Cipri S, Gangemi A, Campolo C, Cafarelli F, Gambardella G
Division of Neurosurgery, Bianchi-Morelli-Melacrino Hospital, Reggio Calabria, Italy.
J Neurosurg Sci. 1998 Mar;42(1):23-32.
The management of intracranial dural sinuses thrombosis is still controversial and uncertain. The authors report the cases of 7 patients with non-traumatic thrombosis of the dural sinuses and describe the most important radiographic findings, the indication, effectiveness of antithrombotic therapy, and outcome.
A retrospective review was conducted of 7 cases of dural sinus thrombosis admitted, between 1994 and 1996, to our division. All patients underwent full anticoagulation therapy. Heparin was administered, using a dose of 25,000 units/day for two weeks; warfarin was given using a dose of 5 mg twice daily. Treatment course was followed by maintenance treatment with a single administration of 5 mg/day of warfarin. All patients were submitted to close titration and coagulation profile monitoring.
In 4 cases Magnetic Resonance Imaging-Angiography (Angio-MRI) was performed for following up the recanalization of the sinuses, resulting a persistent no patency of the dural sinuses. Three patients underwent contrast-enhanced CT scan, demonstrated an "empty delta sign" in the sagittal sinus, confirming no recanalization. Nevertheless, six patients had have a good quality recovery, and one patient a moderate disability.

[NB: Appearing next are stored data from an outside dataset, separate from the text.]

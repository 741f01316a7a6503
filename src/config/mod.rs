//! Configuration: `mentora.toml` plus environment overrides.
//!
//! Secrets (vendor API keys) are never written back to disk; they are read
//! from the config file if present but environment variables win.

use crate::error::{ConfigError, Result};
use anyhow::Context;
use directories::UserDirs;
use serde::{Deserialize, Serialize};
use std::fs;
use std::path::{Path, PathBuf};

// ── Top-level config ──────────────────────────────────────────────

#[derive(Debug, Clone, Default, Serialize, Deserialize)]
pub struct Config {
    /// Path to the loaded config file - computed, not serialized
    #[serde(skip)]
    pub config_path: Option<PathBuf>,

    #[serde(default)]
    pub llm: LlmConfig,

    #[serde(default)]
    pub speech: SpeechConfig,

    #[serde(default)]
    pub session: SessionConfig,

    #[serde(default)]
    pub gateway: GatewayConfig,
}

// ── LLM provider selection ───────────────────────────────────────

#[derive(Debug, Clone, Serialize, Deserialize)]
pub struct LlmConfig {
    /// Provider id: "openrouter" or "gemini"
    #[serde(default = "default_provider")]
    pub provider: String,
    /// Model identifier in the provider's namespace
    #[serde(default = "default_model")]
    pub model: String,
    #[serde(default = "default_temperature")]
    pub temperature: f64,
    /// API key for the selected provider; env vars override
    #[serde(default)]
    pub api_key: Option<String>,
    #[serde(default)]
    pub gemini_api_key: Option<String>,
}

fn default_provider() -> String {
    "openrouter".into()
}

fn default_model() -> String {
    "meta-llama/llama-3.3-70b-instruct".into()
}

fn default_temperature() -> f64 {
    0.7
}

impl Default for LlmConfig {
    fn default() -> Self {
        Self {
            provider: default_provider(),
            model: default_model(),
            temperature: default_temperature(),
            api_key: None,
            gemini_api_key: None,
        }
    }
}

// ── Speech (STT / TTS) ───────────────────────────────────────────

#[derive(Debug, Clone, Serialize, Deserialize)]
pub struct SpeechConfig {
    /// Deepgram transcription model
    #[serde(default = "default_stt_model")]
    pub stt_model: String,
    /// Fallback TTS voice when a persona has none configured
    #[serde(default = "default_tts_voice")]
    pub tts_voice: String,
    /// Deepgram API key; `DEEPGRAM_API_KEY` env var overrides
    #[serde(default)]
    pub api_key: Option<String>,
}

fn default_stt_model() -> String {
    "nova-2".into()
}

fn default_tts_voice() -> String {
    "aura-2-celeste-es".into()
}

impl Default for SpeechConfig {
    fn default() -> Self {
        Self {
            stt_model: default_stt_model(),
            tts_voice: default_tts_voice(),
            api_key: None,
        }
    }
}

// ── Session store bounds ─────────────────────────────────────────

#[derive(Debug, Clone, Copy, Serialize, Deserialize)]
pub struct SessionConfig {
    /// Turns retained per session; oldest dropped first (default: 40)
    #[serde(default = "default_max_turns")]
    pub max_turns: usize,
    /// Idle seconds before a session expires (default: 1800)
    #[serde(default = "default_ttl_secs")]
    pub ttl_secs: u64,
    /// Background sweep interval in seconds (default: 300)
    #[serde(default = "default_sweep_interval_secs")]
    pub sweep_interval_secs: u64,
    /// Live session cap; least-recently-active evicted past it (default: 4096)
    #[serde(default = "default_max_sessions")]
    pub max_sessions: usize,
}

fn default_max_turns() -> usize {
    40
}

fn default_ttl_secs() -> u64 {
    1800
}

/// One year of idle time. Anything above this is a typo, and huge values
/// would overflow the signed duration math in the store.
const MAX_TTL_SECS: u64 = 60 * 60 * 24 * 365;

fn default_sweep_interval_secs() -> u64 {
    300
}

fn default_max_sessions() -> usize {
    4096
}

impl Default for SessionConfig {
    fn default() -> Self {
        Self {
            max_turns: default_max_turns(),
            ttl_secs: default_ttl_secs(),
            sweep_interval_secs: default_sweep_interval_secs(),
            max_sessions: default_max_sessions(),
        }
    }
}

// ── Gateway ──────────────────────────────────────────────────────

#[derive(Debug, Clone, Serialize, Deserialize)]
pub struct GatewayConfig {
    /// Gateway port (default: 8080)
    #[serde(default = "default_gateway_port")]
    pub port: u16,
    /// Gateway host (default: 0.0.0.0 — the SPA is served elsewhere)
    #[serde(default = "default_gateway_host")]
    pub host: String,
    /// Max request body in bytes; sized for browser audio uploads (default: 8 MiB)
    #[serde(default = "default_max_body_bytes")]
    pub max_body_bytes: usize,
    /// Per-request timeout in seconds (default: 60 — covers slow completions)
    #[serde(default = "default_request_timeout_secs")]
    pub request_timeout_secs: u64,
}

fn default_gateway_port() -> u16 {
    8080
}

fn default_gateway_host() -> String {
    "0.0.0.0".into()
}

fn default_max_body_bytes() -> usize {
    8 * 1024 * 1024
}

fn default_request_timeout_secs() -> u64 {
    60
}

impl Default for GatewayConfig {
    fn default() -> Self {
        Self {
            port: default_gateway_port(),
            host: default_gateway_host(),
            max_body_bytes: default_max_body_bytes(),
            request_timeout_secs: default_request_timeout_secs(),
        }
    }
}

// ── Loading ──────────────────────────────────────────────────────

impl Config {
    /// Load configuration.
    ///
    /// Resolution order: explicit `--config` path, `./mentora.toml`,
    /// `~/.config/mentora/config.toml`, built-in defaults. Environment
    /// overrides are applied after the file, and the result is validated.
    pub fn load(explicit_path: Option<&Path>) -> Result<Self> {
        let mut config = match Self::resolve_path(explicit_path) {
            Some(path) => {
                let contents = fs::read_to_string(&path)
                    .with_context(|| format!("failed to read config file {}", path.display()))?;
                let mut config: Config = toml::from_str(&contents)
                    .with_context(|| format!("failed to parse config file {}", path.display()))?;
                config.config_path = Some(path);
                config
            }
            None => {
                if explicit_path.is_some() {
                    return Err(ConfigError::Load(
                        "config file not found at the path given with --config".into(),
                    )
                    .into());
                }
                Self::default()
            }
        };

        config.apply_env_overrides();
        config.validate()?;
        Ok(config)
    }

    fn resolve_path(explicit_path: Option<&Path>) -> Option<PathBuf> {
        if let Some(path) = explicit_path {
            return path.exists().then(|| path.to_path_buf());
        }

        let local = PathBuf::from("mentora.toml");
        if local.exists() {
            return Some(local);
        }

        let home_config = UserDirs::new()
            .map(|dirs| dirs.home_dir().join(".config").join("mentora").join("config.toml"))?;
        home_config.exists().then_some(home_config)
    }

    pub fn apply_env_overrides(&mut self) {
        if let Ok(key) = std::env::var("OPENROUTER_API_KEY")
            && !key.is_empty()
        {
            self.llm.api_key = Some(key);
        }

        if let Ok(key) = std::env::var("GEMINI_API_KEY")
            && !key.is_empty()
        {
            self.llm.gemini_api_key = Some(key);
        }

        if let Ok(key) = std::env::var("DEEPGRAM_API_KEY")
            && !key.is_empty()
        {
            self.speech.api_key = Some(key);
        }

        if let Ok(provider) = std::env::var("MENTORA_PROVIDER")
            && !provider.is_empty()
        {
            self.llm.provider = provider;
        }

        if let Ok(model) = std::env::var("MENTORA_MODEL")
            && !model.is_empty()
        {
            self.llm.model = model;
        }

        if let Ok(port_str) = std::env::var("MENTORA_PORT").or_else(|_| std::env::var("PORT"))
            && let Ok(port) = port_str.parse::<u16>()
        {
            self.gateway.port = port;
        }

        if let Ok(host) = std::env::var("MENTORA_HOST")
            && !host.is_empty()
        {
            self.gateway.host = host;
        }
    }

    pub fn validate(&self) -> std::result::Result<(), ConfigError> {
        if !(0.0..=2.0).contains(&self.llm.temperature) {
            return Err(ConfigError::Validation(format!(
                "llm.temperature must be within 0.0..=2.0 (got {})",
                self.llm.temperature
            )));
        }
        if self.session.max_turns == 0 {
            return Err(ConfigError::Validation(
                "session.max_turns must be at least 1".into(),
            ));
        }
        if self.session.max_sessions == 0 {
            return Err(ConfigError::Validation(
                "session.max_sessions must be at least 1".into(),
            ));
        }
        if !(1..=MAX_TTL_SECS).contains(&self.session.ttl_secs) {
            return Err(ConfigError::Validation(format!(
                "session.ttl_secs must be between 1 and {MAX_TTL_SECS}"
            )));
        }
        if self.gateway.max_body_bytes < 1024 {
            return Err(ConfigError::Validation(
                "gateway.max_body_bytes is too small to carry a request".into(),
            ));
        }
        Ok(())
    }

    /// API key for the configured LLM provider, if any.
    pub fn llm_api_key(&self) -> Option<&str> {
        match self.llm.provider.as_str() {
            "gemini" => self.llm.gemini_api_key.as_deref(),
            _ => self.llm.api_key.as_deref(),
        }
    }
}
//! Speech seams: transcription (`/listen`) and synthesis (`/talk`).

pub mod deepgram;

pub use deepgram::DeepgramSpeech;

use std::future::Future;
use std::pin::Pin;

/// Speech-to-text seam.
pub trait Transcriber: Send + Sync {
    /// Vendor identifier (e.g. "deepgram").
    fn name(&self) -> &str;

    /// Transcribe one recording. `content_type` is advisory; browsers lie
    /// about recording formats, so vendors sniff the bytes anyway.
    fn transcribe<'a>(
        &'a self,
        audio: Vec<u8>,
        content_type: Option<&'a str>,
    ) -> Pin<Box<dyn Future<Output = anyhow::Result<String>> + Send + 'a>>;
}

/// Text-to-speech seam.
pub trait Synthesizer: Send + Sync {
    fn name(&self) -> &str;

    /// Synthesize `text` with the given vendor voice, returning MP3 bytes.
    fn synthesize<'a>(
        &'a self,
        text: &'a str,
        voice: &'a str,
    ) -> Pin<Box<dyn Future<Output = anyhow::Result<Vec<u8>>> + Send + 'a>>;
}
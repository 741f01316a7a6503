#![warn(clippy::all, clippy::pedantic)]

use anyhow::Result;
use clap::{Parser, Subcommand};
use mentora::config::Config;
use mentora::gateway;
use std::path::PathBuf;
use tracing_subscriber::EnvFilter;

#[derive(Parser)]
#[command(name = "mentora", version, about = "Mentor chat gateway — LLM, STT and TTS proxy with session memory")]
struct Cli {
    /// Path to config file (default: ./mentora.toml)
    #[arg(long, global = true)]
    config: Option<PathBuf>,

    #[command(subcommand)]
    command: Option<Command>,
}

#[derive(Subcommand)]
enum Command {
    /// Run the HTTP gateway (default)
    Serve {
        /// Override gateway.host
        #[arg(long)]
        host: Option<String>,
        /// Override gateway.port
        #[arg(long)]
        port: Option<u16>,
    },
    /// Validate configuration and report which vendor credentials are set
    Check,
}

#[tokio::main]
async fn main() -> Result<()> {
    // Install default crypto provider for Rustls TLS before any client is built.
    if let Err(e) = rustls::crypto::ring::default_provider().install_default() {
        eprintln!("Warning: Failed to install default crypto provider: {e:?}");
    }

    tracing_subscriber::fmt()
        .with_env_filter(
            EnvFilter::try_from_default_env().unwrap_or_else(|_| EnvFilter::new("info")),
        )
        .init();

    let cli = Cli::parse();
    let mut config = Config::load(cli.config.as_deref())?;

    match cli.command.unwrap_or(Command::Serve {
        host: None,
        port: None,
    }) {
        Command::Serve { host, port } => {
            if let Some(host) = host {
                config.gateway.host = host;
            }
            if let Some(port) = port {
                config.gateway.port = port;
            }
            gateway::run_gateway(config).await
        }
        Command::Check => check(&config),
    }
}

fn check(config: &Config) -> Result<()> {
    config.validate()?;
    println!("✓ config valid");
    println!("  provider:  {} ({})", config.llm.provider, config.llm.model);

    let mark = |present: bool| if present { "✓" } else { "!" };
    println!(
        "  {} LLM API key {}",
        mark(config.llm_api_key().is_some()),
        if config.llm_api_key().is_some() {
            "set"
        } else {
            "missing"
        }
    );
    println!(
        "  {} Deepgram API key {}",
        mark(config.speech.api_key.is_some()),
        if config.speech.api_key.is_some() {
            "set"
        } else {
            "missing (STT/TTS disabled)"
        }
    );
    println!(
        "  sessions:  max {}, ttl {}s, history {} turns",
        config.session.max_sessions, config.session.ttl_secs, config.session.max_turns
    );
    println!(
        "  gateway:   {}:{}",
        config.gateway.host, config.gateway.port
    );
    Ok(())
}
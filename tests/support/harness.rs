//! Boots the real gateway router on a port-0 listener, with wiremock servers
//! standing in for the LLM and speech vendors.

use mentora::config::Config;
use mentora::gateway::{self, AppState};
use mentora::llm::OpenRouterProvider;
use mentora::session::SessionStore;
use mentora::speech::DeepgramSpeech;
use std::sync::Arc;

pub const TEST_MODEL: &str = "test-model";
pub const LLM_KEY: &str = "sk-or-test-key";
pub const SPEECH_KEY: &str = "dg-test-key";

pub struct TestGateway {
    pub base_url: String,
    pub client: reqwest::Client,
}

impl TestGateway {
    pub fn url(&self, path: &str) -> String {
        format!("{}{path}", self.base_url)
    }
}

/// Spawn the gateway against mock vendor endpoints and return its base URL.
pub async fn spawn_gateway(llm_base_url: &str, speech_base_url: &str) -> TestGateway {
    let mut config = Config::default();
    config.session.max_turns = 8;
    config.session.sweep_interval_secs = 3600;

    let speech = Arc::new(DeepgramSpeech::with_base_url(
        Some(SPEECH_KEY),
        &config.speech.stt_model,
        speech_base_url,
    ));
    let state = AppState {
        provider: Arc::new(OpenRouterProvider::with_base_url(
            Some(LLM_KEY),
            llm_base_url,
        )),
        transcriber: speech.clone(),
        synthesizer: speech,
        sessions: Arc::new(SessionStore::new(config.session)),
        model: TEST_MODEL.into(),
        temperature: 0.7,
        fallback_voice: config.speech.tts_voice.clone(),
    };

    let listener = tokio::net::TcpListener::bind("127.0.0.1:0")
        .await
        .expect("bind test listener");
    let addr = listener.local_addr().expect("listener addr");

    tokio::spawn(async move {
        gateway::run_gateway_with_listener(listener, state, &config)
            .await
            .expect("gateway run");
    });

    TestGateway {
        base_url: format!("http://{addr}"),
        client: reqwest::Client::new(),
    }
}

/// `/init_session` body in the shape the SPA sends.
pub fn init_body(session_id: &str, mentor_id: &str, topic: &str) -> serde_json::Value {
    serde_json::json!({
        "session_id": session_id,
        "mentor_id": mentor_id,
        "user_data": {"nombre": "Lucía", "meta": "Aprobar el examen"},
        "current_topic": topic,
    })
}

/// `/chat` body in the shape the SPA sends.
pub fn chat_body(session_id: &str, mentor_id: &str, message: &str) -> serde_json::Value {
    serde_json::json!({
        "session_id": session_id,
        "message": message,
        "mentor_id": mentor_id,
        "user_context": {"nombre": "Lucía"},
        "current_topic": "Fundamentos Algebraicos",
    })
}

/// OpenAI-compatible completion response with the given reply text.
pub fn completion_json(reply: &str) -> serde_json::Value {
    serde_json::json!({
        "id": "gen-test",
        "model": TEST_MODEL,
        "choices": [
            {"message": {"role": "assistant", "content": reply}, "finish_reason": "stop"}
        ],
        "usage": {"prompt_tokens": 20, "completion_tokens": 5, "total_tokens": 25}
    })
}
use super::types::ChatTurn;
use std::future::Future;
use std::pin::Pin;

/// Chat completion provider seam.
///
/// Object-safe by construction: implementations return boxed futures so the
/// gateway can hold an `Arc<dyn Provider>` chosen at startup.
pub trait Provider: Send + Sync + std::fmt::Debug {
    /// Provider identifier (e.g. "openrouter", "gemini").
    fn name(&self) -> &str;

    /// Send the system prompt plus the bounded conversation history and
    /// return the assistant's text reply.
    fn chat_with_history<'a>(
        &'a self,
        system_prompt: Option<&'a str>,
        history: &'a [ChatTurn],
        model: &'a str,
        temperature: f64,
    ) -> Pin<Box<dyn Future<Output = anyhow::Result<String>> + Send + 'a>>;

    /// Warm up the HTTP connection pool.
    fn warmup(&self) -> Pin<Box<dyn Future<Output = anyhow::Result<()>> + Send + '_>> {
        Box::pin(async move { Ok(()) })
    }
}
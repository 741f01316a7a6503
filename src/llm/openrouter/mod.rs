use super::openai::{
    compat as openai_compat,
    types::{ChatRequest, ChatResponse},
};
use crate::llm::{
    http_client::build_vendor_client,
    traits::Provider,
    types::ChatTurn,
};
use reqwest::Client;
use std::future::Future;
use std::pin::Pin;

#[derive(Debug)]
pub struct OpenRouterProvider {
    /// Pre-computed `"Bearer <key>"` header value (avoids `format!` per request).
    cached_auth_header: Option<String>,
    base_url: String,
    client: Client,
}

const OPENROUTER_BASE_URL: &str = "https://openrouter.ai/api/v1";
const OPENROUTER_MISSING_API_KEY_MESSAGE: &str =
    "OpenRouter API key not set. Set OPENROUTER_API_KEY or [llm] api_key in mentora.toml.";
const OPENROUTER_EXTRA_HEADERS: [(&str, &str); 2] = [
    ("HTTP-Referer", "https://mentora.app"),
    ("X-Title", "Mentora"),
];

impl OpenRouterProvider {
    pub fn new(api_key: Option<&str>) -> Self {
        Self::with_base_url(api_key, OPENROUTER_BASE_URL)
    }

    /// Point the provider at a non-default endpoint (mock servers in tests).
    pub fn with_base_url(api_key: Option<&str>, base_url: &str) -> Self {
        Self {
            cached_auth_header: api_key.map(|k| format!("Bearer {k}")),
            base_url: base_url.trim_end_matches('/').to_string(),
            client: build_vendor_client(),
        }
    }

    fn chat_completions_url(&self) -> String {
        format!("{}/chat/completions", self.base_url)
    }

    async fn call_api(&self, request: &ChatRequest) -> anyhow::Result<ChatResponse> {
        openai_compat::send_chat_completions(
            &self.client,
            self.cached_auth_header.as_ref(),
            request,
            openai_compat::ChatCompletionsEndpoint {
                provider_name: "OpenRouter",
                url: &self.chat_completions_url(),
                missing_api_key_message: OPENROUTER_MISSING_API_KEY_MESSAGE,
                extra_headers: &OPENROUTER_EXTRA_HEADERS,
            },
        )
        .await
    }
}

impl Provider for OpenRouterProvider {
    fn name(&self) -> &str {
        "openrouter"
    }

    fn warmup(&self) -> Pin<Box<dyn Future<Output = anyhow::Result<()>> + Send + '_>> {
        Box::pin(async move {
            // Hit a lightweight endpoint to establish TLS + HTTP/2 connection pool.
            // This prevents the first real chat request from timing out on cold start.
            if let Some(auth_header) = self.cached_auth_header.as_ref() {
                self.client
                    .get(format!("{}/auth/key", self.base_url))
                    .header("Authorization", auth_header)
                    .send()
                    .await?
                    .error_for_status()?;
            }
            Ok(())
        })
    }

    fn chat_with_history<'a>(
        &'a self,
        system_prompt: Option<&'a str>,
        history: &'a [ChatTurn],
        model: &'a str,
        temperature: f64,
    ) -> Pin<Box<dyn Future<Output = anyhow::Result<String>> + Send + 'a>> {
        Box::pin(async move {
            let request = openai_compat::build_request(system_prompt, history, model, temperature);
            let chat_response = self.call_api(&request).await?;
            openai_compat::extract_text(&chat_response, "OpenRouter")
        })
    }
}
//! Shared helpers for providers speaking the OpenAI chat-completions wire
//! format (currently OpenRouter; any compatible endpoint slots in the same
//! way).

use super::types::{ChatRequest, ChatResponse, Message};
use crate::error::LlmError;
use crate::llm::scrub::sanitize_api_error;
use crate::llm::types::{ChatTurn, TurnRole};
use anyhow::Context;
use reqwest::StatusCode;

pub(in crate::llm) fn build_request(
    system_prompt: Option<&str>,
    history: &[ChatTurn],
    model: &str,
    temperature: f64,
) -> ChatRequest {
    let capacity = history.len() + usize::from(system_prompt.is_some());
    let mut messages = Vec::with_capacity(capacity);

    if let Some(sys) = system_prompt {
        messages.push(Message {
            role: "system",
            content: sys.to_string(),
        });
    }

    for turn in history {
        messages.push(Message {
            role: match turn.role {
                TurnRole::User => "user",
                TurnRole::Assistant => "assistant",
            },
            content: turn.content.clone(),
        });
    }

    ChatRequest {
        model: model.to_string(),
        messages,
        temperature,
    }
}

pub(in crate::llm) fn extract_text(
    chat_response: &ChatResponse,
    provider_name: &str,
) -> anyhow::Result<String> {
    chat_response
        .choices
        .first()
        .and_then(|c| c.message.content.clone())
        .filter(|text| !text.is_empty())
        .ok_or_else(|| {
            LlmError::EmptyCompletion {
                provider: provider_name.to_string(),
            }
            .into()
        })
}

pub(in crate::llm) struct ChatCompletionsEndpoint<'a> {
    pub(in crate::llm) provider_name: &'a str,
    pub(in crate::llm) url: &'a str,
    pub(in crate::llm) missing_api_key_message: &'a str,
    pub(in crate::llm) extra_headers: &'a [(&'a str, &'a str)],
}

pub(in crate::llm) async fn send_chat_completions(
    client: &reqwest::Client,
    cached_auth_header: Option<&String>,
    request: &ChatRequest,
    endpoint: ChatCompletionsEndpoint<'_>,
) -> anyhow::Result<ChatResponse> {
    let auth_header = cached_auth_header
        .ok_or_else(|| anyhow::anyhow!("{}", endpoint.missing_api_key_message))?;

    let mut request_builder = client
        .post(endpoint.url)
        .header("Authorization", auth_header)
        .json(request);

    for (name, value) in endpoint.extra_headers {
        request_builder = request_builder.header(*name, *value);
    }

    let response = request_builder.send().await?;

    if !response.status().is_success() {
        let status = response.status();
        let error_text = response.text().await.unwrap_or_default();
        let provider = endpoint.provider_name.to_string();
        if status == StatusCode::UNAUTHORIZED || status == StatusCode::FORBIDDEN {
            return Err(LlmError::Auth { provider }.into());
        }
        return Err(LlmError::Request {
            provider,
            message: format!("{status}: {}", sanitize_api_error(&error_text)),
        }
        .into());
    }

    response
        .json::<ChatResponse>()
        .await
        .with_context(|| format!("{} returned malformed JSON", endpoint.provider_name))
}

Cerebral venous sinus thrombosis is an uncommon cause of cerebral infarction, and may be mistaken, unless specifically sought. The natural history of the disease is highly variable, with a mortality rates range from 10% to 20%. At present, in our opinion, the venous phase of Angio-MRI is the definitive examination, and a gold standard for diagnosis of dural sinus thrombosis. In our cases, antithrombotic therapy has been found to be a safe and effective treatment, despite contrast-CT scans and Angio-MRI showed no recanalization of the sinuses, in all patients.
颅内硬脑膜窦血栓形成的治疗仍存在争议且尚无定论。作者报告了7例非创伤性硬脑膜窦血栓形成患者的病例,并描述了最重要的影像学表现、抗血栓治疗的指征、有效性及结果。
对1994年至1996年间收入我科的7例硬脑膜窦血栓形成病例进行回顾性研究。所有患者均接受了充分的抗凝治疗。给予肝素,剂量为25000单位/天,持续两周;给予华法林,剂量为5毫克,每日两次。治疗过程后采用每日单次给予5毫克华法林进行维持治疗。所有患者均接受密切滴定和凝血指标监测。
4例患者进行了磁共振血管造影(Angio-MRI)以随访窦道再通情况,结果显示硬脑膜窦持续未通畅。3例患者接受了增强CT扫描,显示矢状窦有“空三角征”,证实未再通。然而,6例患者恢复良好,1例患者有中度残疾。
脑静脉窦血栓形成是脑梗死的罕见原因,除非专门检查,否则可能会被误诊。该病的自然病程差异很大,死亡率在10%至20%之间。目前,我们认为,Angio-MRI的静脉期是确定性检查,是诊断硬脑膜窦血栓形成的金标准。在我们的病例中,尽管对比CT扫描和Angio-MRI显示所有患者的窦道均未再通,但抗血栓治疗已被证明是一种安全有效的治疗方法。